Capability-creating-authorization

These provided a user program with the ability to create private capabilities, with a type different from the system provided types and from other private types. Each capability-creating-authorization capability specified a type which newly created capabilities would contain. The following three actions provided the facility:

i)

create a new capability-creating-authorization. produces a capability for a capability-creating-authorization, with a specified type never before seen.

ii)

create a new capability. requires two parameters:

a)

a capability-creating-authori-zation

b)

a 60 bit datum

produces a capability with all option bits on, with type as specified in the capability-creating-authorization, and with the 60 bit datum as value.

iii)

read a capability. produces two words of data, containing the type, option bits and numerical value of the value part.
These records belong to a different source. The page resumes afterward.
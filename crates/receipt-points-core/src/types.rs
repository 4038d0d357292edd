//! Strong type definitions for receipt points.

use serde::{Deserialize, Serialize};
use std::convert::Infallible;
use std::fmt;
use std::str::FromStr;

/// An opaque receipt identifier.
///
/// Identifiers are assigned by the store when a receipt is accepted. The core
/// attaches no meaning to their contents; any string can be looked up.
#[derive(Clone, PartialEq, Eq, Hash, PartialOrd, Ord, Serialize, Deserialize)]
#[serde(transparent)]
pub struct ReceiptId(String);

impl ReceiptId {
    /// Wrap an identifier string.
    pub fn new(id: impl Into<String>) -> Self {
        Self(id.into())
    }

    /// Borrow the identifier as a string slice.
    pub fn as_str(&self) -> &str {
        &self.0
    }
}

impl fmt::Debug for ReceiptId {
    fn fmt(&self, f: &mut fmt::Formatter<'_>) -> fmt::Result {
        write!(f, "ReceiptId({})", self.0)
    }
}

impl fmt::Display for ReceiptId {
    fn fmt(&self, f: &mut fmt::Formatter<'_>) -> fmt::Result {
        f.write_str(&self.0)
    }
}

impl AsRef<str> for ReceiptId {
    fn as_ref(&self) -> &str {
        &self.0
    }
}

impl From<String> for ReceiptId {
    fn from(id: String) -> Self {
        Self(id)
    }
}

impl From<&str> for ReceiptId {
    fn from(id: &str) -> Self {
        Self(id.to_owned())
    }
}

impl FromStr for ReceiptId {
    type Err = Infallible;

    fn from_str(s: &str) -> Result<Self, Self::Err> {
        Ok(Self(s.to_owned()))
    }
}
//! Router tests driven through `tower::ServiceExt::oneshot`.

use std::sync::Arc;

use async_trait::async_trait;
use axum::{
    body::Body,
    http::{header, Request, StatusCode},
    Router,
};
use http_body_util::BodyExt;
use receipt_points::store::{InsertResult, MemoryStore, Store, StoreError};
use receipt_points::{ProcessorConfig, Receipt, ReceiptId, ReceiptProcessor};
use receipt_points_server::router;
use receipt_points_testkit::fixtures::receipt_json;
use receipt_points_testkit::{corner_market_receipt, target_receipt, FailingIds, SequentialIds};
use serde_json::Value;
use tower::ServiceExt;

/// A backend that is always down.
struct OfflineStore;

#[async_trait]
impl Store for OfflineStore {
    async fn insert(
        &self,
        _id: &ReceiptId,
        _receipt: &Receipt,
    ) -> receipt_points::store::Result<InsertResult> {
        Err(StoreError::Unavailable("offline".into()))
    }

    async fn get(&self, _id: &ReceiptId) -> receipt_points::store::Result<Option<Receipt>> {
        Err(StoreError::Unavailable("offline".into()))
    }

    async fn count(&self) -> receipt_points::store::Result<usize> {
        Err(StoreError::Unavailable("offline".into()))
    }
}

fn test_app() -> Router {
    let processor = ReceiptProcessor::with_id_generator(
        MemoryStore::new(),
        SequentialIds::new("r"),
        ProcessorConfig::default(),
    );
    router(Arc::new(processor))
}

fn post_json(uri: &str, body: impl Into<String>) -> Request<Body> {
    Request::builder()
        .method("POST")
        .uri(uri)
        .header(header::CONTENT_TYPE, "application/json")
        .body(Body::from(body.into()))
        .unwrap()
}

fn get(uri: &str) -> Request<Body> {
    Request::builder().uri(uri).body(Body::empty()).unwrap()
}

async fn send(app: &Router, request: Request<Body>) -> (StatusCode, Value) {
    let response = app.clone().oneshot(request).await.unwrap();
    let status = response.status();
    let bytes = response.into_body().collect().await.unwrap().to_bytes();
    let body = serde_json::from_slice(&bytes).unwrap_or(Value::Null);
    (status, body)
}

#[tokio::test]
async fn process_then_points() {
    let app = test_app();

    let (status, body) = send(
        &app,
        post_json("/receipts/process", receipt_json(&target_receipt())),
    )
    .await;
    assert_eq!(status, StatusCode::OK);
    assert_eq!(body["id"], "r-1");

    let (status, body) = send(&app, get("/receipts/r-1/points")).await;
    assert_eq!(status, StatusCode::OK);
    assert_eq!(body["points"], 28);
}

#[tokio::test]
async fn each_submission_gets_a_new_id() {
    let app = test_app();
    let payload = receipt_json(&target_receipt());

    let (_, first) = send(&app, post_json("/receipts/process", payload.clone())).await;
    let (_, second) = send(&app, post_json("/receipts/process", payload)).await;

    assert_eq!(first["id"], "r-1");
    assert_eq!(second["id"], "r-2");
}

#[tokio::test]
async fn literal_client_payload_is_accepted() {
    let app = test_app();
    let payload = r#"{
        "retailer": "Walgreens",
        "purchaseDate": "2022-01-02",
        "purchaseTime": "08:13",
        "total": "2.65",
        "items": [
            {"shortDescription": "Pepsi - 12-oz", "price": "1.25"},
            {"shortDescription": "Dasani", "price": "1.40"}
        ]
    }"#;

    let (status, body) = send(&app, post_json("/receipts/process", payload)).await;
    assert_eq!(status, StatusCode::OK);

    let uri = format!("/receipts/{}/points", body["id"].as_str().unwrap());
    let (status, body) = send(&app, get(&uri)).await;
    assert_eq!(status, StatusCode::OK);
    assert_eq!(body["points"], 15);
}

#[tokio::test]
async fn unknown_id_is_not_found() {
    let app = test_app();

    let (status, body) = send(&app, get("/receipts/missing/points")).await;
    assert_eq!(status, StatusCode::NOT_FOUND);
    assert_eq!(body["error"], "receipt not found");

    let (status, _) = send(&app, get("/receipts/missing/breakdown")).await;
    assert_eq!(status, StatusCode::NOT_FOUND);
}

#[tokio::test]
async fn invalid_receipt_is_rejected_with_reason() {
    let app = test_app();

    let (status, body) = send(
        &app,
        post_json("/receipts/process", receipt_json(&corner_market_receipt())),
    )
    .await;
    assert_eq!(status, StatusCode::BAD_REQUEST);
    assert_eq!(body["reason"], "invalid-retailer-name");
    assert!(body["error"].is_string());

    // Nothing was stored, so the first accepted receipt still gets r-1.
    let (_, body) = send(
        &app,
        post_json("/receipts/process", receipt_json(&target_receipt())),
    )
    .await;
    assert_eq!(body["id"], "r-1");
}

#[tokio::test]
async fn bad_item_price_names_the_item() {
    let app = test_app();
    let mut receipt = target_receipt();
    receipt.items[2].price = "1.2.6".into();

    let (status, body) = send(&app, post_json("/receipts/process", receipt_json(&receipt))).await;
    assert_eq!(status, StatusCode::BAD_REQUEST);
    assert_eq!(body["reason"], "invalid-item-price");
    assert!(body["error"].as_str().unwrap().contains('2'));
}

#[tokio::test]
async fn malformed_json_is_bad_request() {
    let app = test_app();

    let (status, body) = send(&app, post_json("/receipts/process", "{\"retailer\": ")).await;
    assert_eq!(status, StatusCode::BAD_REQUEST);
    assert!(body["error"].is_string());
    assert!(body.get("reason").is_none());

    let (status, _) = send(
        &app,
        post_json("/receipts/process", r#"{"items": "not a list"}"#),
    )
    .await;
    assert_eq!(status, StatusCode::BAD_REQUEST);
}

#[tokio::test]
async fn breakdown_sums_to_points() {
    let app = test_app();
    send(
        &app,
        post_json("/receipts/process", receipt_json(&target_receipt())),
    )
    .await;

    let (status, body) = send(&app, get("/receipts/r-1/breakdown")).await;
    assert_eq!(status, StatusCode::OK);
    assert_eq!(body["retailerName"], 6);
    assert_eq!(body["itemPairs"], 10);
    assert_eq!(body["itemDescriptions"], 6);
    assert_eq!(body["oddPurchaseDay"], 6);
    assert_eq!(body["afternoonPurchase"], 0);
    assert_eq!(body["total"], 28);
}

#[tokio::test]
async fn health_reports_ok() {
    let (status, body) = send(&test_app(), get("/health")).await;
    assert_eq!(status, StatusCode::OK);
    assert_eq!(body["status"], "ok");
}

#[tokio::test]
async fn id_exhaustion_is_server_error() {
    let processor = ReceiptProcessor::with_id_generator(
        MemoryStore::new(),
        FailingIds,
        ProcessorConfig::default(),
    );
    let app = router(Arc::new(processor));

    let (status, body) = send(
        &app,
        post_json("/receipts/process", receipt_json(&target_receipt())),
    )
    .await;
    assert_eq!(status, StatusCode::INTERNAL_SERVER_ERROR);
    assert!(body.get("reason").is_none());
}

#[tokio::test]
async fn store_outage_is_server_error() {
    let app = router(Arc::new(ReceiptProcessor::new(
        OfflineStore,
        ProcessorConfig::default(),
    )));

    let (status, _) = send(
        &app,
        post_json("/receipts/process", receipt_json(&target_receipt())),
    )
    .await;
    assert_eq!(status, StatusCode::INTERNAL_SERVER_ERROR);

    let (status, _) = send(&app, get("/receipts/r-1/points")).await;
    assert_eq!(status, StatusCode::INTERNAL_SERVER_ERROR);
}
Using these facilities, a ``user'' written subsystem could construct unforgeable pointers of its own. So long as it never permitted unfriendly programs access to its capability-creating-authorization, it would know that only friendly programs created capabilities of its own type. Thus, the value of such a capability could be trusted. This value might, for example, have been the disk address of a header for a disk file. Furthermore, programs which used such a subsystem would have available the protection facility of the basic system. For example, these programs could store disk file capabilities in C-lists, and pass disk file capabilities with reduced option bits to untrusted subsystems.